Unless you need the String value elsewhere in your program:

Replace

public void saying(){
   System.out.println(value);
}

with

public void saying(String value){
    System.out.println(value);
}

And then change

return value;

To

saying(value);

Upvotes: 0

Deepak
Deepak

Reputation: 2895

You can make an instance variable and can initilise it in actionPerformed method like below

private class Eventhandler implements ActionListener{
String value=''


   public void actionPerformed(ActionEvent event){
      value="newvalue";
      // rest code goes here
   }
}

you can not change the return type of api defined method

Upvotes: 0

Claudiu
Claudiu

Reputation: 229361

As others have said, you can't return anything from actionPerformed because that's specified in the ActionListener interface. Even if you could, it wouldn't do you any good, because you're not the one calling the actionPerformed function.

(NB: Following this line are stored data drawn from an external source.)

//! Agent Registry & Router (§4.3): role -> endpoint resolution and
//! delegation dispatch.

use std::collections::HashMap;
use std::time::Duration;

use crate::model::AgentEndpoint;

#[derive(Debug, Default, Clone)]
pub struct AgentRegistry {
    endpoints: HashMap<String, AgentEndpoint>,
}

impl AgentRegistry {
    pub fn new() -> Self {
        Self::default()
    }

    pub fn register(&mut self, endpoint: AgentEndpoint) {
        self.endpoints.insert(endpoint.role.clone(), endpoint);
    }

    pub fn resolve(&self, role: &str) -> Option<&AgentEndpoint> {
        self.endpoints.get(role)
    }

    pub fn roles(&self) -> Vec<&str> {
        self.endpoints.keys().map(|s| s.as_str()).collect()
    }

    pub fn len(&self) -> usize {
        self.endpoints.len()
    }

    pub fn is_empty(&self) -> bool {
        self.endpoints.is_empty()
    }
}

/// Extracts output text from a decoded JSON object using the fixed
/// priority-list rule shared by the Dispatcher (§4.1 step 8) and the
/// Delegation Router (§4.3): the first non-empty of `output`, `text`,
/// `message`, `chatOutput`, `response`, `answer`; falls back to the whole
/// object serialized.
pub fn extract_output_text(value: &serde_json::Value) -> String {
    const PRIORITY_KEYS: &[&str] = &["output", "text", "message", "chatOutput", "response", "answer"];
    for key in PRIORITY_KEYS {
        if let Some(v) = value.get(key) {
            if let Some(s) = v.as_str() {
                if !s.is_empty() {
                    return s.to_string();
                }
            }
        }
    }
    value.to_string()
}

const TOOL_AWARENESS_PREAMBLE: &str = "\
You have access to the following tools. To use one, respond with a JSON \
object of the form {\"action\": \"use_tool\", \"tool\": \"<name>\", \"query\": <args>}.\n\
Available tools: list_files, market_search, vector_memory, google_workspace, \
financial_model, produce_document, write_file, modify_code.";

pub fn tool_awareness_preamble() -> &'static str {
    TOOL_AWARENESS_PREAMBLE
}

pub struct DelegationRouter {
    client: reqwest::Client,
}

impl Default for DelegationRouter {
    fn default() -> Self {
        Self::new()
    }
}

impl DelegationRouter {
    pub fn new() -> Self {
        Self {
            client: reqwest::Client::builder()
                .timeout(Duration::from_secs(120))
                .build()
                .expect("failed to build delegation HTTP client"),
        }
    }

    /// Resolve `recipient` against the registry and POST the delegation
    /// payload. Returns the Dispatcher re-feed prompt and its context tag on
    /// success, or a structured `SYSTEM_ERROR` re-feed for unknown roles /
    /// request failures.
    pub async fn delegate(
        &self,
        registry: &AgentRegistry,
        recipient: &str,
        task: &str,
    ) -> (String, &'static str) {
        let Some(endpoint) = registry.resolve(recipient) else {
            return (
                format!("SYSTEM_ERROR: unknown delegation recipient '{}'", recipient),
                "SYSTEM_ERROR",
            );
        };

        let payload = serde_json::json!({
            "prompt": format!("{}\n\n{}", tool_awareness_preamble(), task),
        });

        match self.client.post(&endpoint.url).json(&payload).send().await {
            Ok(resp) => {
                let body = resp.text().await.unwrap_or_default();
                let value = crate::sanitizer::sanitize(&body);
                let output = extract_output_text(&value);
                (
                    format!("OBSERVATION FROM {}: {}", recipient, output),
                    "DELEGATION_RESULT",
                )
            }
            Err(e) => (
                format!("SYSTEM_ERROR: delegation to '{}' failed: {}", recipient, e),
                "SYSTEM_ERROR",
            ),
        }
    }
}

#[cfg(test)]
mod tests {
    use super::*;
    use serde_json::json;

    #[test]
    fn resolves_registered_role() {
        let mut registry = AgentRegistry::new();
        registry.register(AgentEndpoint {
            role: "cfo".into(),
            url: "https://example.test/cfo".into(),
            is_shared: false,
        });
        assert!(registry.resolve("cfo").is_some());
        assert!(registry.resolve("missing").is_none());
    }

    #[test]
    fn extract_output_text_priority_order() {
        assert_eq!(extract_output_text(&json!({"output": "a", "text": "b"})), "a");
        assert_eq!(extract_output_text(&json!({"text": "b"})), "b");
        assert_eq!(extract_output_text(&json!({"chatOutput": "c"})), "c");
    }

    #[test]
    fn extract_output_text_falls_back_to_whole_object() {
        let v = json!({"weird": "shape"});
        assert_eq!(extract_output_text(&v), v.to_string());
    }

    #[test]
    fn extract_output_text_skips_empty_strings() {
        assert_eq!(extract_output_text(&json!({"output": "", "text": "real"})), "real");
    }

    #[tokio::test]
    async fn delegate_to_unknown_role_yields_system_error() {
        let registry = AgentRegistry::new();
        let router = DelegationRouter::new();
        let (prompt, tag) = router.delegate(&registry, "ghost", "do something").await;
        assert_eq!(tag, "SYSTEM_ERROR");
        assert!(prompt.contains("unknown delegation recipient"));
    }
}
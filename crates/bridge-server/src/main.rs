mod routes;
mod state;

use std::path::PathBuf;
use std::sync::Arc;

use bridge_core::config::AppConfig;
use clap::Parser;
use state::AppState;

#[derive(Parser, Debug)]
#[command(name = "bridge-server", about = "Agent Bridge HTTP server")]
struct Args {
    #[arg(long, default_value = "8000")]
    port: u16,

    #[arg(long)]
    app_root: Option<PathBuf>,

    #[arg(long)]
    config: Option<PathBuf>,
}

#[tokio::main]
async fn main() -> anyhow::Result<()> {
    tracing_subscriber::fmt()
        .with_env_filter(tracing_subscriber::EnvFilter::from_default_env())
        .init();

    let args = Args::parse();

    let config = match &args.config {
        Some(path) => AppConfig::load_from_file(path)?,
        None => AppConfig::load(),
    };

    let app_root = args.app_root.unwrap_or_else(|| std::env::current_dir().unwrap_or_default());
    let state_dir = dirs::data_local_dir().unwrap_or_else(|| PathBuf::from(".")).join("bridge");
    std::fs::create_dir_all(&state_dir)?;

    let state = Arc::new(AppState::new(config, app_root, state_dir));
    let app = routes::build_router(state);

    let addr = format!("0.0.0.0:{}", args.port);
    tracing::info!("Agent Bridge server listening on {}", addr);
    let listener = tokio::net::TcpListener::bind(&addr).await?;
    axum::serve(listener, app).await?;

    Ok(())
}
//! Bridge Conductor — lifecycle manager and supervisor loop daemon.
//!
//! Manages the lifecycle of the local `bridge-server` process, activates and
//! deactivates the configured remote n8n workflow group on start/shutdown,
//! health-checks the local server with a circuit-breaker restart policy, and
//! runs the supervisor loop's periodic checks and file-watcher triggers.
//!
//! This is the one process that never gets rebuilt by the agent. It
//! survives everything.

mod child_manager;
mod config;
mod health_checker;
mod ipc_server;
mod lifecycle;
mod log_manager;
mod message_bus;
mod state_store;
mod supervisor;

use std::sync::Arc;

use clap::Parser;
use tokio::sync::mpsc;
use tracing::{error, info};

use child_manager::{ChildManager, ProcessKind};
use config::ConductorConfig;
use health_checker::HealthChecker;
use ipc_server::{run_ipc_server, IpcContext};
use lifecycle::{LifecycleManager, WorkflowGroup};
use log_manager::LogManager;
use message_bus::MessageBus;
use state_store::StateStore;
use supervisor::SupervisorLoop;

#[derive(Parser, Debug)]
#[command(name = "bridge-conductor", about = "Lifecycle manager and supervisor loop for the Agent Bridge runtime")]
struct Args {
    /// Which workflow group to activate on start and deactivate on shutdown.
    #[arg(long, value_enum, default_value = "all")]
    workflow_group: WorkflowGroupArg,
}

#[derive(clap::ValueEnum, Clone, Copy, Debug)]
enum WorkflowGroupArg {
    Alpha,
    Meta,
    All,
}

impl From<WorkflowGroupArg> for WorkflowGroup {
    fn from(v: WorkflowGroupArg) -> Self {
        match v {
            WorkflowGroupArg::Alpha => WorkflowGroup::Alpha,
            WorkflowGroupArg::Meta => WorkflowGroup::Meta,
            WorkflowGroupArg::All => WorkflowGroup::All,
        }
    }
}

#[tokio::main]
async fn main() -> anyhow::Result<()> {
    let args = Args::parse();

    // ---- 1. Load configuration ----
    let config = ConductorConfig::load();

    // ---- 2. Initialise logging ----
    let _log_guard = LogManager::init(&config.log)?;
    log_manager::prune_old_logs(&config.log.dir, config.log.max_files);

    info!(version = env!("CARGO_PKG_VERSION"), "bridge-conductor starting");

    // ---- 3. Open state store ----
    let store = Arc::new(StateStore::open(&config.store).await?);
    info!("state store opened");

    // ---- 4. Create subsystems ----
    let child_mgr = Arc::new(ChildManager::new(config.process.clone(), store.clone()));
    let health_checker = Arc::new(HealthChecker::new(config.health.clone(), child_mgr.clone(), store.clone()));
    let message_bus = Arc::new(MessageBus::new(store.clone()));

    let n8n_api_key = std::env::var("N8N_API_KEY").unwrap_or_default();
    let lifecycle = Arc::new(LifecycleManager::new(&config.app, args.workflow_group.into(), n8n_api_key.clone()));
    let supervisor_loop = Arc::new(SupervisorLoop::new(
        config.app.supervisor.clone(),
        config.app.http.base_url.clone(),
        n8n_api_key,
    ));

    // ---- 5. Activate the configured workflow group ----
    let failures = lifecycle.activate_all().await;
    if failures > 0 {
        error!(failures, group = lifecycle.group().as_str(), "some workflows failed to activate");
    }
    lifecycle.register_shutdown_hook();

    // ---- 6. Install a panic hook that guarantees deactivation ----
    {
        let lifecycle = lifecycle.clone();
        let previous = std::panic::take_hook();
        std::panic::set_hook(Box::new(move |info| {
            if lifecycle.register_shutdown_hook() {
                error!("unhandled panic — deactivating workflows before unwinding");
                lifecycle.deactivate_all_blocking();
            }
            previous(info);
        }));
    }

    // ---- 7. Start bridge-server ----
    match child_mgr.start(ProcessKind::BridgeServer).await {
        Ok(pid) => {
            info!(pid, "bridge-server started");
            message_bus.mark_online("bridge-server").await;
        }
        Err(e) => {
            error!(error = %e, "failed to start bridge-server — will keep trying via health checker");
        }
    }

    // ---- 8. Set up shutdown coordination ----
    let cancel = tokio_util::sync::CancellationToken::new();
    let (shutdown_tx, mut shutdown_rx) = mpsc::channel::<()>(1);

    // ---- 9. Start health checker ----
    let health_cancel = cancel.clone();
    let health_ref = health_checker.clone();
    tokio::spawn(async move {
        health_ref.run(health_cancel).await;
    });

    // ---- 10. Start supervisor loop ----
    let supervisor_cancel = cancel.clone();
    let supervisor_ref = supervisor_loop.clone();
    tokio::spawn(async move {
        supervisor_ref.run(supervisor_cancel).await;
    });

    // ---- 11. Start IPC server ----
    let ipc_ctx = Arc::new(IpcContext {
        child_mgr: child_mgr.clone(),
        health_checker: health_checker.clone(),
        message_bus: message_bus.clone(),
        shutdown_tx,
    });
    let ipc_cancel = cancel.clone();
    let ipc_path = config.ipc.path.clone();
    let ipc_max_clients = config.ipc.max_clients;
    tokio::spawn(async move {
        run_ipc_server(ipc_path, ipc_max_clients, ipc_ctx, ipc_cancel).await;
    });

    info!("bridge-conductor fully initialised — waiting for signals");

    // ---- 12. Wait for shutdown ----
    tokio::select! {
        _ = signal_shutdown() => {
            info!("received OS shutdown signal");
        }
        _ = shutdown_rx.recv() => {
            info!("received IPC shutdown command");
        }
    }

    // ---- 13. Graceful shutdown ----
    info!("initiating graceful shutdown");
    cancel.cancel();

    if let Err(e) = child_mgr.stop_all().await {
        error!(error = %e, "error stopping children during shutdown");
    }

    if lifecycle.register_shutdown_hook() {
        let failures = lifecycle.deactivate_all().await;
        if failures > 0 {
            error!(failures, group = lifecycle.group().as_str(), "some workflows failed to deactivate");
        }
    }

    info!("bridge-conductor exited cleanly");
    Ok(())
}

/// Wait for an OS shutdown signal.
async fn signal_shutdown() {
    #[cfg(unix)]
    {
        use tokio::signal::unix::{signal, SignalKind};
        let mut sigint = signal(SignalKind::interrupt()).expect("failed to register SIGINT");
        let mut sigterm = signal(SignalKind::terminate()).expect("failed to register SIGTERM");
        tokio::select! {
            _ = sigint.recv() => {}
            _ = sigterm.recv() => {}
        }
    }
    #[cfg(windows)]
    {
        tokio::signal::ctrl_c().await.expect("failed to register Ctrl+C handler");
    }
}
mod commands;

use std::path::PathBuf;

use bridge_core::config::AppConfig;
use clap::{Parser, Subcommand};

#[derive(Parser, Debug)]
#[command(name = "bridge", about = "Agent Bridge operator CLI")]
struct Cli {
    #[command(subcommand)]
    command: Command,
}

#[derive(Subcommand, Debug)]
enum Command {
    /// Activate or deactivate a group of orchestration workflows.
    N8nLifecycle {
        #[arg(value_enum)]
        action: commands::lifecycle::LifecycleAction,
        #[arg(value_enum)]
        target: commands::lifecycle::LifecycleTarget,
    },
    /// Print circuit breaker status for every tracked dependency.
    CircuitBreaker,
    /// Print recent entries from the error log.
    ErrorAggregator {
        #[arg(long)]
        app: Option<String>,
        #[arg(long)]
        severity: Option<String>,
        #[arg(short = 'n', long, default_value_t = 20)]
        n: usize,
        #[arg(long)]
        summary: bool,
    },
    /// List or restore configuration snapshots.
    ConfigSnapshot {
        #[arg(long)]
        list: bool,
        #[arg(long)]
        restore: Option<String>,
    },
    /// Check monthly execution budget usage.
    N8nBudgetGuard {
        #[arg(long)]
        limit: Option<u64>,
    },
    /// Run the preflight environment check.
    Preflight {
        #[arg(long, default_value = "generic")]
        app: String,
        #[arg(long)]
        dir: Option<PathBuf>,
    },
    /// Print a unified operational snapshot.
    TelemetryDashboard {
        #[arg(long)]
        json: bool,
    },
}

#[tokio::main]
async fn main() -> anyhow::Result<()> {
    tracing_subscriber::fmt()
        .with_env_filter(tracing_subscriber::EnvFilter::from_default_env())
        .init();

    let cli = Cli::parse();
    let config = AppConfig::load();

    let exit_code = match cli.command {
        Command::N8nLifecycle { action, target } => commands::lifecycle::run(action, target, &config).await,
        Command::CircuitBreaker => commands::circuit_breaker::run(&config),
        Command::ErrorAggregator { app, severity, n, summary } => {
            commands::error_aggregator::run(&config, app.as_deref(), severity.as_deref(), n, summary)
        }
        Command::ConfigSnapshot { list, restore } => commands::config_snapshot::run(&config, list, restore.as_deref()),
        Command::N8nBudgetGuard { limit } => commands::budget_guard::run(&config, limit).await,
        Command::Preflight { app, dir } => commands::preflight_cmd::run(&app, dir).await,
        Command::TelemetryDashboard { json } => commands::telemetry_dashboard::run(&config, json),
    };

    std::process::exit(exit_code);
}
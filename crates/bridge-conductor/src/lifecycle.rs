//! Remote workflow lifecycle management.
//!
//! Activates every workflow in a named group on startup and guarantees a
//! deactivate POST is attempted for each one on shutdown — normal exit,
//! SIGINT/SIGTERM, or an unhandled panic. Registration is idempotent: only
//! the first call installs the shutdown path, matching the "at most one set
//! of hooks per process" requirement.

use std::sync::atomic::{AtomicBool, Ordering};
use std::time::Duration;

use bridge_core::config::{AppConfig, WorkflowEntry};
use tracing::{error, info, warn};

const ACTIVATION_SPACING: Duration = Duration::from_millis(300);

/// A named group of workflows, mirroring the original's `alpha`/`meta`/`all`
/// app groups.
#[derive(Debug, Clone, Copy, PartialEq, Eq)]
pub enum WorkflowGroup {
    Alpha,
    Meta,
    All,
}

impl WorkflowGroup {
    pub fn as_str(&self) -> &'static str {
        match self {
            WorkflowGroup::Alpha => "alpha",
            WorkflowGroup::Meta => "meta",
            WorkflowGroup::All => "all",
        }
    }

    fn entries(&self, config: &AppConfig) -> Vec<WorkflowEntry> {
        match self {
            WorkflowGroup::Alpha => config.workflows.alpha.clone(),
            WorkflowGroup::Meta => config.workflows.meta.clone(),
            WorkflowGroup::All => config
                .workflows
                .alpha
                .iter()
                .chain(config.workflows.meta.iter())
                .cloned()
                .collect(),
        }
    }
}

pub struct LifecycleManager {
    client: reqwest::Client,
    base_url: String,
    api_key: String,
    workflows: Vec<WorkflowEntry>,
    group: WorkflowGroup,
    registered: AtomicBool,
}

impl LifecycleManager {
    pub fn new(config: &AppConfig, group: WorkflowGroup, api_key: String) -> Self {
        Self {
            client: reqwest::Client::new(),
            base_url: config.http.base_url.clone(),
            api_key,
            workflows: group.entries(config),
            group,
            registered: AtomicBool::new(false),
        }
    }

    pub fn group(&self) -> WorkflowGroup {
        self.group
    }

    /// POST activate on each workflow, sequentially, spaced 300ms apart.
    /// Returns the number of workflows that failed to toggle.
    pub async fn activate_all(&self) -> usize {
        self.toggle_all("activate").await
    }

    /// POST deactivate on each workflow.
    pub async fn deactivate_all(&self) -> usize {
        self.toggle_all("deactivate").await
    }

    async fn toggle_all(&self, action: &str) -> usize {
        let mut failures = 0;
        for (i, wf) in self.workflows.iter().enumerate() {
            if i > 0 {
                tokio::time::sleep(ACTIVATION_SPACING).await;
            }
            let url = format!("{}/api/v1/workflows/{}/{}", self.base_url.trim_end_matches('/'), wf.id, action);
            match self.client.post(&url).header("X-N8N-API-KEY", &self.api_key).send().await {
                Ok(resp) if resp.status().is_success() => {
                    info!(workflow = %wf.name, action, "workflow lifecycle toggle succeeded");
                }
                Ok(resp) => {
                    warn!(workflow = %wf.name, status = resp.status().as_u16(), action, "workflow lifecycle toggle returned non-success");
                    failures += 1;
                }
                Err(e) => {
                    error!(workflow = %wf.name, error = %e, action, "workflow lifecycle toggle failed");
                    failures += 1;
                }
            }
        }
        failures
    }

    /// Mark the shutdown hook as installed. Returns `true` the first time
    /// it's called in this process, `false` on every subsequent call — the
    /// caller should only actually run the deactivate path on `true`.
    pub fn register_shutdown_hook(&self) -> bool {
        let first = !self.registered.swap(true, Ordering::SeqCst);
        if first {
            info!(group = self.group.as_str(), "shutdown hook registered");
        }
        first
    }

    /// Synchronous, blocking variant of `deactivate_all` for use from a
    /// panic hook, where no async runtime is available.
    pub fn deactivate_all_blocking(&self) {
        let client = match reqwest::blocking::Client::builder().timeout(Duration::from_secs(10)).build() {
            Ok(c) => c,
            Err(e) => {
                error!(error = %e, "failed to build blocking HTTP client for panic-path deactivation");
                return;
            }
        };
        for wf in &self.workflows {
            let url = format!("{}/api/v1/workflows/{}/deactivate", self.base_url.trim_end_matches('/'), wf.id);
            if let Err(e) = client.post(&url).header("X-N8N-API-KEY", &self.api_key).send() {
                error!(workflow = %wf.name, error = %e, "panic-path deactivation failed");
            }
        }
    }
}

#[cfg(test)]
mod tests {
    use super::*;
    use bridge_core::config::WorkflowEntry;
    use wiremock::matchers::{method, path};
    use wiremock::{Mock, MockServer, ResponseTemplate};

    fn config_with(base_url: String) -> AppConfig {
        let mut cfg = AppConfig::default();
        cfg.http.base_url = base_url;
        cfg.workflows.alpha = vec![
            WorkflowEntry { id: "wf1".into(), name: "Alpha One".into() },
            WorkflowEntry { id: "wf2".into(), name: "Alpha Two".into() },
        ];
        cfg
    }

    #[tokio::test]
    async fn activate_all_posts_each_workflow() {
        let server = MockServer::start().await;
        Mock::given(method("POST"))
            .and(path("/api/v1/workflows/wf1/activate"))
            .respond_with(ResponseTemplate::new(200))
            .expect(1)
            .mount(&server)
            .await;
        Mock::given(method("POST"))
            .and(path("/api/v1/workflows/wf2/activate"))
            .respond_with(ResponseTemplate::new(200))
            .expect(1)
            .mount(&server)
            .await;

        let cfg = config_with(server.uri());
        let mgr = LifecycleManager::new(&cfg, WorkflowGroup::Alpha, "key".into());
        let failures = mgr.activate_all().await;
        assert_eq!(failures, 0);
    }

    #[tokio::test]
    async fn failed_toggle_is_counted() {
        let server = MockServer::start().await;
        Mock::given(method("POST"))
            .and(path("/api/v1/workflows/wf1/deactivate"))
            .respond_with(ResponseTemplate::new(500))
            .mount(&server)
            .await;
        Mock::given(method("POST"))
            .and(path("/api/v1/workflows/wf2/deactivate"))
            .respond_with(ResponseTemplate::new(200))
            .mount(&server)
            .await;

        let cfg = config_with(server.uri());
        let mgr = LifecycleManager::new(&cfg, WorkflowGroup::Alpha, "key".into());
        let failures = mgr.deactivate_all().await;
        assert_eq!(failures, 1);
    }

    #[test]
    fn register_shutdown_hook_is_idempotent() {
        let cfg = config_with("http://example.invalid".into());
        let mgr = LifecycleManager::new(&cfg, WorkflowGroup::All, "key".into());
        assert!(mgr.register_shutdown_hook());
        assert!(!mgr.register_shutdown_hook());
        assert!(!mgr.register_shutdown_hook());
    }
}
use std::convert::Infallible;
use std::pin::Pin;
use std::sync::Arc;
use std::task::{Context, Poll};

use axum::extract::State;
use axum::response::IntoResponse;
use axum::routing::post;
use axum::{http, Json, Router};
use bridge_core::streaming::StreamEvent;
use bytes::Bytes;
use futures::Stream;
use serde::Deserialize;
use serde_json::json;
use tokio::sync::mpsc;
use tokio_stream::wrappers::ReceiverStream;

use crate::state::AppState;

#[derive(Debug, Deserialize)]
pub struct ChatStreamRequest {
    prompt: String,
    #[allow(dead_code)]
    project_name: Option<String>,
    #[allow(dead_code)]
    session_id: Option<String>,
    dashboard_context: Option<serde_json::Value>,
}

pub struct SseResponse {
    rx: ReceiverStream<String>,
}

impl Stream for SseResponse {
    type Item = Result<Bytes, Infallible>;

    fn poll_next(mut self: Pin<&mut Self>, cx: &mut Context<'_>) -> Poll<Option<Self::Item>> {
        Pin::new(&mut self.rx).poll_next(cx).map(|opt| opt.map(|s| Ok(Bytes::from(s))))
    }
}

impl IntoResponse for SseResponse {
    fn into_response(self) -> axum::response::Response {
        let body = axum::body::Body::from_stream(self);
        http::Response::builder()
            .header("Content-Type", "text/event-stream")
            .header("Cache-Control", "no-cache")
            .header("Connection", "keep-alive")
            .body(body)
            .unwrap_or_else(|e| {
                tracing::error!("failed to build chat stream response: {}", e);
                http::Response::builder()
                    .status(http::StatusCode::INTERNAL_SERVER_ERROR)
                    .body(axum::body::Body::from("Internal Server Error"))
                    .unwrap()
            })
    }
}

async fn chat_stream(State(state): State<Arc<AppState>>, Json(req): Json<ChatStreamRequest>) -> SseResponse {
    let (tx, rx) = mpsc::channel(100);
    let (frame_tx, frame_rx) = mpsc::channel::<String>(100);

    let streaming = state.streaming.clone();
    let api_key = std::env::var("GEMINI_API_KEY").unwrap_or_default();

    tokio::spawn(async move {
        streaming.stream_chat(&req.prompt, &api_key, req.dashboard_context, tx).await;
    });

    tokio::spawn(async move {
        let mut rx = rx;
        while let Some(event) = rx.recv().await {
            let frame = match event {
                StreamEvent::Text(text) => json!({"text": text}),
                StreamEvent::Done => json!({"text": "", "done": true}),
                StreamEvent::Error(err) => json!({"error": err}),
            };
            if frame_tx.send(format!("data: {}\n\n", frame)).await.is_err() {
                break;
            }
        }
    });

    SseResponse { rx: ReceiverStream::new(frame_rx) }
}

async fn chat_clear(State(state): State<Arc<AppState>>) -> Json<serde_json::Value> {
    state.streaming.clear_history();
    Json(json!({"status": "cleared"}))
}

pub fn routes() -> Router<Arc<AppState>> {
    Router::new()
        .route("/api/chat/stream", post(chat_stream))
        .route("/api/chat/clear", post(chat_clear))
}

What you want to do is give the parent class value, somehow. One way to do this is to have value be a field on the parent class. Then you can set it from the actionPerformed function:

private class ParentClass {
    private String value;

    //... stuff ...

    private class Eventhandler implements ActionListener{
        double amount;

        public void actionPerformed(ActionEvent event){
            //... stuff ...

            ParentClass.this.value = Double.toString(amount);
        }
    }

    public void saying(){
        System.out.println(value);
    }
}

Note that you can't do this.value = value in the inner class, because this in that funcion refers to the Eventhandler instance. You have to use the ParentClass.this syntax to get the parent class's this. Replace ParentClass with the actual name of your parent class.

A better way might be to have a setValue() function on the parent class, which the inner Eventhandler class calls. It depends on what you want to do.